产房撞见前任主刀!他当年说永不联系,如今揪着我问 “他对你很好?”,我疼到嘶吼:别废话,快接你儿子出来!
手术室的灯晃得人睁不开眼,林晚秋疼得浑身打颤,汗水把手术服浸得透湿。
就在她快撑不住时,产房门“砰”地被推开,一个熟悉的身影快步走来。
隔着蓝色口罩,她一眼就认出了那双眼睛——是陆沉舟!那个七年前在首都机场撂下“林晚秋,这辈子别再联系”的男人,此刻竟穿着手术服站在她的产床前。
他的目光死死黏在她隆起的肚子上,声音压得发颤:“他……对你好不好?”
新一轮宫缩猛地袭来,疼得林晚秋几乎晕厥,她咬着牙嘶吼:“少废话!快让你儿子出来!”
01
手术室里白得刺眼。
林晚秋疼得浑身发颤,汗水浸透了手术服。就在意识快要涣散时,产房门被猛地推开。
脚步声由远及近。
她透过泪眼看见了那双眼睛——哪怕隔着蓝色口罩,哪怕过去了七年,她也绝不会认错。
陆沉舟。
那个七年前在首都机场说“林晚秋,这辈子都别再联系”的男人,此刻穿着手术服站在她面前。
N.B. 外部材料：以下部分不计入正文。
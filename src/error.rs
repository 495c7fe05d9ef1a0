//! Error types for the client.
//!
//! All fallible operations return [`Result`]. Variants are classified by
//! [`ClientError::is_retryable`]: retryable failures feed the reconnect
//! backoff, the rest surface to the caller.

use std::time::Duration;

use thiserror::Error;

/// Result type alias for client operations.
pub type Result<T, E = ClientError> = std::result::Result<T, E>;

/// Main error type for protocol and connection failures.
#[derive(Error, Debug)]
#[non_exhaustive]
pub enum ClientError {
    /// The byte stream violated the framing contract. Fatal to the
    /// current connection.
    #[error("framing error: {reason}")]
    Framing { reason: String },

    /// The server rejected the login handshake. Not retried.
    #[error("login rejected by server (code {code})")]
    LoginRejected { code: i32 },

    #[error("{operation} timed out after {duration:?}")]
    Timeout { operation: &'static str, duration: Duration },

    #[error("i/o error")]
    Io(#[from] std::io::Error),

    #[error("websocket error")]
    WebSocket(#[from] tokio_tungstenite::tungstenite::Error),

    #[error("http request failed: {url}")]
    Http {
        url: String,
        #[source]
        source: Option<Box<dyn std::error::Error + Send + Sync>>,
    },

    #[error("server config unusable: {reason}")]
    ServerConfig { reason: String },

    /// An operation that requires an active connection was invoked
    /// without one.
    #[error("not connected")]
    NotConnected,

    /// The server refused a room join for the target model.
    #[error("join refused for model {uid}: {reason}")]
    JoinRefused { uid: i64, reason: String },

    /// A pending wait was cancelled by a manual disconnect.
    #[error("disconnected")]
    Disconnected,
}

impl ClientError {
    /// Whether the connection manager may retry after this error.
    pub fn is_retryable(&self) -> bool {
        match self {
            ClientError::Framing { .. } => true,
            ClientError::Timeout { .. } => true,
            ClientError::Io(_) => true,
            ClientError::WebSocket(_) => true,
            ClientError::Http { .. } => true,
            ClientError::ServerConfig { .. } => true,
            ClientError::LoginRejected { .. } => false,
            ClientError::NotConnected => false,
            ClientError::JoinRefused { .. } => false,
            ClientError::Disconnected => false,
        }
    }

    pub fn framing(reason: impl Into<String>) -> Self {
        ClientError::Framing { reason: reason.into() }
    }

    pub fn timeout(operation: &'static str, duration: Duration) -> Self {
        ClientError::Timeout { operation, duration }
    }

    pub fn http(
        url: impl Into<String>,
        source: impl std::error::Error + Send + Sync + 'static,
    ) -> Self {
        ClientError::Http { url: url.into(), source: Some(Box::new(source)) }
    }

    pub fn server_config(reason: impl Into<String>) -> Self {
        ClientError::ServerConfig { reason: reason.into() }
    }

    pub fn join_refused(uid: i64, reason: impl Into<String>) -> Self {
        ClientError::JoinRefused { uid, reason: reason.into() }
    }
}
他的目光死死盯在她隆起的腹部,声音压抑得发颤:“他……对你好不好?”
又一波宫缩袭来,林晚秋几乎咬碎牙关,嘶声吼道:“少废话!快让你儿子出来!”
手术刀“哐当”一声掉在托盘上。
陆沉舟整个人僵住,瞳孔急剧收缩。三秒后,他猛地回神,声音仍在发抖却斩钉截铁:“马上准备剖腹产!”
他的手在颤抖,下刀却稳如磐石——那是七年淬炼出的医术本能。
婴儿啼哭响彻产房。
林晚秋泪如雨下。七年了,她一个人熬过所有黑夜,终于等到这一刻。
麻醉袭来前,她听见陆沉舟哽咽的声音:“晚秋……”
她用最后力气说:“陆沉舟,七年前你让我打掉的孩子,我生下来了……我们真的,再也不要联系了。”
02
醒来已是次日下午。
林晚秋转头看见婴儿床里的小小身影——皱巴巴的,睡得正香。那是她的全世界。
“醒了?”
陆沉舟坐在床边椅子上,眼睛布满血丝,下巴冒出青茬,白大褂皱巴巴的。他显然一夜未眠。
“你怎么还在这?”林晚秋警惕地问。
陆沉舟没有回答,而是从口袋掏出一份文件放在床头——DNA亲子鉴定申请书。
“我需要答案,晚秋。”他声音很轻,“这孩子,真是我的?”
林晚秋冷笑:“陆医生怀疑自己的医术?你亲手接生的孩子,看不出来?”
“我看得出来。”他声音发抖,“他眉眼像我小时候……可我不敢相信,七年前我明明让你……”
“让我打掉是吧?”林晚秋打断他,眼眶红了,“对,你说我配不上你,说沈家大小姐才是良配。那现在呢?你的未婚妻在哪?你的前程实现了?”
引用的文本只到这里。